Dhillon listed a litany of problems that had been allowed to fester in the government under far-left control, like racial quotas and mandates, violations of religious liberties, violations of women’s rights to have private spaces, a bastardization of Title IX to warp equal access to education and sports opportunities, and a complete and total lack of election integrity, among many other things.
She was also critical of the conservative movement which had taken a far too free market approach to the law which many believed would “self-correct its imperfections.”

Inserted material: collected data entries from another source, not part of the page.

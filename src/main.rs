use clap::Parser;
use floodgate::config::{self, Config, PolicyKind};
use floodgate::controller::{Firewall, Hub};
use floodgate::runtime::serve;
use floodgate::telemetry::{init_logging, LogConfig, MetricsRegistry};
use std::path::PathBuf;
use std::sync::Arc;
use tracing::info;

#[derive(Parser)]
#[command(name = "floodgate")]
#[command(about = "An OpenFlow 1.0 controller running switches as hubs or as a blacklist firewall")]
struct Cli {
    /// Path to config.toml
    #[arg(short, long)]
    config: Option<PathBuf>,

    /// Policy to run: hub or firewall
    #[arg(short, long)]
    policy: Option<String>,

    /// Comma-separated destination addresses to block
    #[arg(long)]
    blacklist: Option<String>,

    /// Comma-separated source addresses exempt from blocking
    #[arg(long)]
    whitelist: Option<String>,

    /// Listen address for switch connections
    #[arg(long)]
    listen: Option<String>,

    /// Check the configuration and exit
    #[arg(long)]
    validate: bool,
}

fn main() {
    let cli = Cli::parse();

    let cfg = match resolve_config(&cli) {
        Ok(cfg) => cfg,
        Err(e) => {
            eprintln!("[ERROR] {}", e);
            std::process::exit(1);
        }
    };

    // Initialize logging (RUST_LOG env var takes priority)
    init_logging(Some(&LogConfig {
        level: cfg.log.level.clone(),
        format: cfg.log.format.clone(),
    }));

    let validation = config::validate(&cfg);
    validation.print_diagnostics();
    if validation.has_errors() {
        eprintln!("[ERROR] Validation failed");
        std::process::exit(1);
    }

    if cli.validate {
        println!("[INFO] Configuration is valid");
        return;
    }

    if let Err(e) = cmd_run(cfg) {
        eprintln!("[ERROR] {}", e);
        std::process::exit(1);
    }
}

/// Load the config file (or defaults) and fold in command-line overrides
fn resolve_config(cli: &Cli) -> Result<Config, String> {
    let mut cfg = match &cli.config {
        Some(path) => config::load(path)
            .map_err(|e| format!("Failed to load {}: {}", path.display(), e))?,
        None => Config::default(),
    };

    if let Some(ref policy) = cli.policy {
        cfg.controller.policy = policy.parse::<PolicyKind>().map_err(|e| e.to_string())?;
    }
    if let Some(ref listen) = cli.listen {
        cfg.controller.listen = listen.clone();
    }
    if let Some(ref blacklist) = cli.blacklist {
        cfg.firewall.blacklist = split_addresses(blacklist);
    }
    if let Some(ref whitelist) = cli.whitelist {
        cfg.firewall.whitelist = split_addresses(whitelist);
    }

    Ok(cfg)
}

fn split_addresses(csv: &str) -> Vec<String> {
    csv.split(',')
        .map(|s| s.trim().to_string())
        .filter(|s| !s.is_empty())
        .collect()
}

fn cmd_run(cfg: Config) -> Result<(), String> {
    use tokio::net::TcpListener;
    use tokio::runtime::Runtime;

    let rt = Runtime::new().map_err(|e| format!("Failed to create runtime: {}", e))?;

    rt.block_on(async move {
        let metrics = Arc::new(MetricsRegistry::new());

        let listener = TcpListener::bind(&cfg.controller.listen)
            .await
            .map_err(|e| format!("Failed to bind {}: {}", cfg.controller.listen, e))?;

        info!(
            "listening on {}, policy: {:?}",
            cfg.controller.listen, cfg.controller.policy
        );

        let result = match cfg.controller.policy {
            PolicyKind::Hub => serve(listener, Hub::new(metrics.clone()), metrics).await,
            PolicyKind::Firewall => {
                let firewall = Firewall::from_config(&cfg.firewall, metrics.clone())
                    .map_err(|e| format!("Invalid firewall config: {}", e))?;
                serve(listener, firewall, metrics).await
            }
        };

        result.map_err(|e| format!("Controller failed: {}", e))
    })
}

“Well, let’s review how that market has delivered civil rights as we understand it today. The persistent cry of deregulation has gotten us pervasive illegal entrenchment of DEI in our states, for our universities, and our workplaces; missed opportunities for girls and women to achieve titles, awards, and scholarships in their sports, free from male competition; political indoctrination of transgenderism and gender ideology in children’s schools without parental consent; clear abuse of the FACE Act to target the peaceful speech and prayers of people of faith; myriad unenforced federal election laws preventing American citizens from believing that their elections are free and fair,” she said.
But aside from actual enforcement, Dhillon came back to staffing. Not as a numbers issue, but as a dispositional problem for conservatives who go to law school.
All too often, she said, conservatives will pursue Supreme Court or appellate clerkships or big law, where the payout is extremely attractive.
She said the “fork in the road for the conservative movement,” at least among lawyers, will be choosing a less risk-averse path. Instead of chasing a paycheck, “which has essentially displayed itself as a tacit alignment with the defense bar,” she added, conservatives would need to come in droves to civil rights law so that the overwhelming majority of attorneys are no longer far-left activists.
Not doing so has “really stifled the conservative movement’s ability to do the work needed to defend the rights of the most vulnerable in our nation, both in public service and in the private sector,” she said. “We need people committed, courageous, people that, as lawyers and paraprofessionals, willing to do the work to make this mission a reality.”